Mais dans un pays dit développé, on s’attendait à ce que les professionnels tels que les comptables et les économistes fassent une analyse décente qui peut pousser à la réflexion et, pourquoi pas, à des débats publics sur le fond du budget. Il n’en est rien.

Un Budget Brief d’un des Big Four au nom ronflant, publié rapidement certes, ne fait uniquement qu’un état des faits, énumère les mesures budgétaires sans les commenter, si ce n’est pour dire que rien n’est prévu pour la baisse des dépenses de fonctionnement. Cela ne m’étonne pas : il y a une catégorie de professionnels qui ne pensent qu’aux coûts lorsqu’on est en situation difficile, et proposent le dégraissage des charges salariales, donc le licenciement comme premier réflexe.

Les vrais hommes d’affaires, ceux qui réussissent, se penchent plutôt en priorité sur les possibilités d’augmenter les revenus et les bénéfices, « and the cost problem takes care of itself ». Cela se réalise en faisant le « système » travailler plus dur pour produire 20-30% de plus avec les mêmes frais fixes. Le licenciement doit être le dernier ressort, en raison de la misère qu’il crée comme premier sous-produit d’un plan de redressement qui est supposé apporter le salut, si on commence par les coûts.

Réflexion globale et non sectorielle

Preuve que les économistes aussi réfléchissent de manière sectorielle en analysant une mesure à la fois, hors de son contexte. Si l’on prend dans son ensemble ce que les économistes disent individuellement, on arrive à ceci : il sont contre la création de monnaie, contre l’utilisation des

réserves nationales, contre une augmentation de l’endettement, contre la dépréciation de la roupie, contre la réduction du pouvoir d’achat des citoyens, et ils pensent qu’on doit avoir comme priorité de ne pas laisser l’inflation escalader. Donc, on devrait, selon eux, ne rien faire, continuer avec une attitude « business as usual » quand on est dans une crise aiguë. Si on n’a pas une vision globale, mieux vaut ne pas exprimer son opinion, puisqu’elle met l’accent là où il ne devrait pas être et influence la population dans le mauvais sens, d’autant que pas une seule solution n’est proposée, et encore moins un ensemble de solutions qui forme un tout crédible.

J’ai toujours été hors des sentiers battus et de la sagesse conventionnelle, ce qui me pousse à chercher des solutions d’exception dans des périodes de difficulté. Je vais, à contre-courant, essayer de défendre ce budget tout en mettant en exergue ses écarts, pour rester objectif.

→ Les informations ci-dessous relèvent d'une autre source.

//! Top-N tables of tiles, scores and completion times.

use tessera_core::Bests;

/// Entries kept per table.
pub const LEADERBOARD_SIZE: usize = 5;

/// The persisted leaderboard.
///
/// Tiles and scores are kept highest first. Times are kept fastest
/// first. Each table holds at most [`LEADERBOARD_SIZE`] entries.
#[derive(Clone, Debug, Default, PartialEq, Eq)]
pub struct Leaderboard {
    tiles: Vec<u32>,
    scores: Vec<u64>,
    times: Vec<u64>,
}

impl Leaderboard {
    /// An empty leaderboard.
    pub fn new() -> Self {
        Self::default()
    }

    /// Rebuild from decoded tables, restoring order and size limits.
    pub fn from_parts(tiles: Vec<u32>, scores: Vec<u64>, times: Vec<u64>) -> Self {
        let mut board = Self::new();
        tiles.into_iter().for_each(|v| board.add_tile(v));
        scores.into_iter().for_each(|v| board.add_score(v));
        times.into_iter().for_each(|v| board.add_time(v));
        board
    }

    /// Record the highest tile of a finished game.
    pub fn add_tile(&mut self, value: u32) {
        insert_ranked(&mut self.tiles, value, |new, old| new > old);
    }

    /// Record the final score of a finished game.
    pub fn add_score(&mut self, score: u64) {
        insert_ranked(&mut self.scores, score, |new, old| new > old);
    }

    /// Record the time taken to win a game.
    pub fn add_time(&mut self, elapsed_ms: u64) {
        insert_ranked(&mut self.times, elapsed_ms, |new, old| new < old);
    }

    /// Best tiles, highest first.
    pub fn tiles(&self) -> &[u32] {
        &self.tiles
    }

    /// Best scores, highest first.
    pub fn scores(&self) -> &[u64] {
        &self.scores
    }

    /// Fastest wins, fastest first.
    pub fn times(&self) -> &[u64] {
        &self.times
    }

    /// Highest recorded score, or 0.
    pub fn high_score(&self) -> u64 {
        self.scores.first().copied().unwrap_or(0)
    }

    /// Fastest recorded win, if any game has been won.
    pub fn fastest_time(&self) -> Option<u64> {
        self.times.first().copied()
    }

    /// The values a new session compares against.
    pub fn bests(&self) -> Bests {
        Bests {
            best_score: self.high_score(),
            fastest_time_ms: self.fastest_time(),
        }
    }
}

/// Insert `value` before the first entry it beats, then cap the table.
fn insert_ranked<T: Copy>(table: &mut Vec<T>, value: T, beats: impl Fn(T, T) -> bool) {
    let at = table
        .iter()
        .position(|&old| beats(value, old))
        .unwrap_or(table.len());
    table.insert(at, value);
    table.truncate(LEADERBOARD_SIZE);
}

#[cfg(test)]
mod tests {
    use super::*;

    #[test]
    fn empty_board_has_no_bests() {
        let board = Leaderboard::new();
        assert_eq!(board.high_score(), 0);
        assert_eq!(board.fastest_time(), None);
        assert_eq!(board.bests(), Bests::default());
    }

    #[test]
    fn scores_rank_descending_and_cap() {
        let mut board = Leaderboard::new();
        for s in [300, 100, 700, 200, 500, 600, 50] {
            board.add_score(s);
        }
        assert_eq!(board.scores(), &[700, 600, 500, 300, 200]);
        assert_eq!(board.high_score(), 700);
    }

    #[test]
    fn times_rank_ascending() {
        let mut board = Leaderboard::new();
        for t in [90_000, 45_000, 120_000] {
            board.add_time(t);
        }
        assert_eq!(board.times(), &[45_000, 90_000, 120_000]);
        assert_eq!(board.fastest_time(), Some(45_000));
    }

    #[test]
    fn ties_keep_earlier_entry_first() {
        let mut board = Leaderboard::new();
        board.add_tile(256);
        board.add_tile(512);
        board.add_tile(256);
        assert_eq!(board.tiles(), &[512, 256, 256]);
    }

    #[test]
    fn from_parts_restores_order() {
        let board = Leaderboard::from_parts(vec![64, 1024], vec![1, 2, 3, 4, 5, 6], vec![9, 3]);
        assert_eq!(board.tiles(), &[1024, 64]);
        assert_eq!(board.scores(), &[6, 5, 4, 3, 2]);
        assert_eq!(board.times(), &[3, 9]);
    }
}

C’est un budget global comme on n’en a pas vu depuis longtemps, puisqu’il propose des mesures pour l’ensemble des acteurs économiques, favorisant ceux qui doivent l’être et pénalisant ceux qui doivent malheureusement subir, avec, comme toile de fond le principe incontournable que dans notre situation (et celle du monde développé), il faut produire plus et consommer moins.

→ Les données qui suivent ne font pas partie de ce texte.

//! Per-tick and per-host counters.
//!
//! [`StepMetrics`] is returned from every
//! [`BoardEngine::update()`](crate::BoardEngine::update); the cumulative
//! fields carry across ticks until the engine is dropped, not across
//! resets. [`HostMetrics`] counts event delivery.

/// Counters collected during a single tick.
#[derive(Clone, Debug, Default, PartialEq, Eq)]
pub struct StepMetrics {
    /// Wall-clock time for the entire tick, in microseconds.
    pub tick_us: u64,
    /// 1 if the consumed command moved a tile, else 0.
    pub moves_applied: u32,
    /// Merges performed this tick.
    pub merges: u32,
    /// Tiles spawned this tick, including a new game's starting tiles.
    pub tiles_spawned: u32,
    /// Commands discarded this tick: terminal-state ignores plus
    /// submissions dropped because one was already pending.
    pub commands_ignored: u64,
    /// Tiles still sliding or scaling after this tick's reconciliation.
    pub animating_tiles: u32,
    /// Cumulative moves applied.
    pub total_moves: u64,
    /// Cumulative merges.
    pub total_merges: u64,
    /// Cumulative save requests raised.
    pub saves_requested: u64,
}

/// Event delivery counters kept by a [`Host`](crate::Host).
#[derive(Clone, Copy, Debug, Default, PartialEq, Eq)]
pub struct HostMetrics {
    /// Events and volume commands handed to a collaborator.
    pub events_dispatched: u64,
    /// Events discarded because the outbox was full or closed.
    pub events_dropped: u64,
}
//! Tile grid and move/merge algorithm for Tessera.
//!
//! A [`Grid`] owns a fixed 4x4 array of optional [`Tile`]s and is the
//! single source of truth for logical board state. It implements:
//!
//! - the directional move/merge scan ([`Grid::shift`], [`Grid::apply_move`])
//! - the two-tier random spawn policy ([`Grid::spawn_random`])
//! - dead and won detection ([`Grid::check_dead`], [`Grid::check_won`])
//! - per-tick slide reconciliation of each tile's visual position
//!   ([`Grid::reconcile_positions`], driven by [`Layout`])
//!
//! # Merge-once-per-move
//!
//! Every tile carries a `can_combine` flag. A merge clears the flag on
//! the destination, so a tile produced by a merge cannot absorb a second
//! tile in the same move. Flags are restored once the scan completes.

#![deny(missing_docs)]
#![deny(rustdoc::broken_intra_doc_links)]
#![forbid(unsafe_code)]

pub mod grid;
pub mod layout;
pub mod shift;
pub mod tile;

pub use grid::{Grid, GridRules, STARTING_TILES};
pub use layout::{Layout, LayoutError, Point};
pub use shift::{scan_order, MoveOutcome};
pub use tile::{Tile, TileAnimation};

La relance par les dépenses infrastructurelles

L’enveloppe de Rs 40 milliards que le ministre des finances, Renganaden Padayachy, a réservée au bâtiment est, à mon avis, un pari risqué. J’aurais personnellement utilisé cette somme pour donner du tonus à des secteurs productifs tels que des incitations solides à l’investissement, comme l’exonération de taxes de toutes sortes pour les nouvelles entreprises, l’innovation, la création d’emplois et la substitution d’importations. En d’autres mots, j’aurais sacrifié Rs 40 milliards de recettes fiscales pour pousser à l’investissement dans les secteurs directement productifs.

Le ministre a choisi l’investissement dans le bâtiment et les infrastructures pour dépenser Rs 40 milliards. L’effet mathématique pour le budget est le même. La différence entre les deux options est que ce que je propose prendra du temps pour se traduire en effets tangibles. Ce que le budget a prévu, c’est d’injecter de l’argent dans la création d’emplois immédiats et bénéficier de l’effet multiplicateur dans des secteurs annexes, comme le provoque généralement la construction. Mais je suis prêt à donner le bénéfice du doute au ministre s’il considère que protéger l’emploi maintenant et éviter une crise sociale ont priorité sur la croissance qui ne portera ses fruits que dans deux ans.

La Contribution Sociale Généralisée

Les syndicats considèrent que la réduction de la contribution du patronat de 6% à 3% pour la pension est une fleur aux gros capitalistes. Ce n’est pas vrai. Avant la Contribution Sociale Généralisée (CSG), les employeurs contribuaient 6% des salaires allant jusqu’à Rs 18 740. Dorénavant, ils contribueront la moitié en pourcentage, soit 3%, mais sur des salaires allant jusqu’à Rs 50 000, ce qui fait 2,7 fois Rs 18 740. Donc la charge de l’employeur se réduit de 50%, mais sur des salaires de 2,7 fois de plus, et au final, cet exercice lui coûte plus cher.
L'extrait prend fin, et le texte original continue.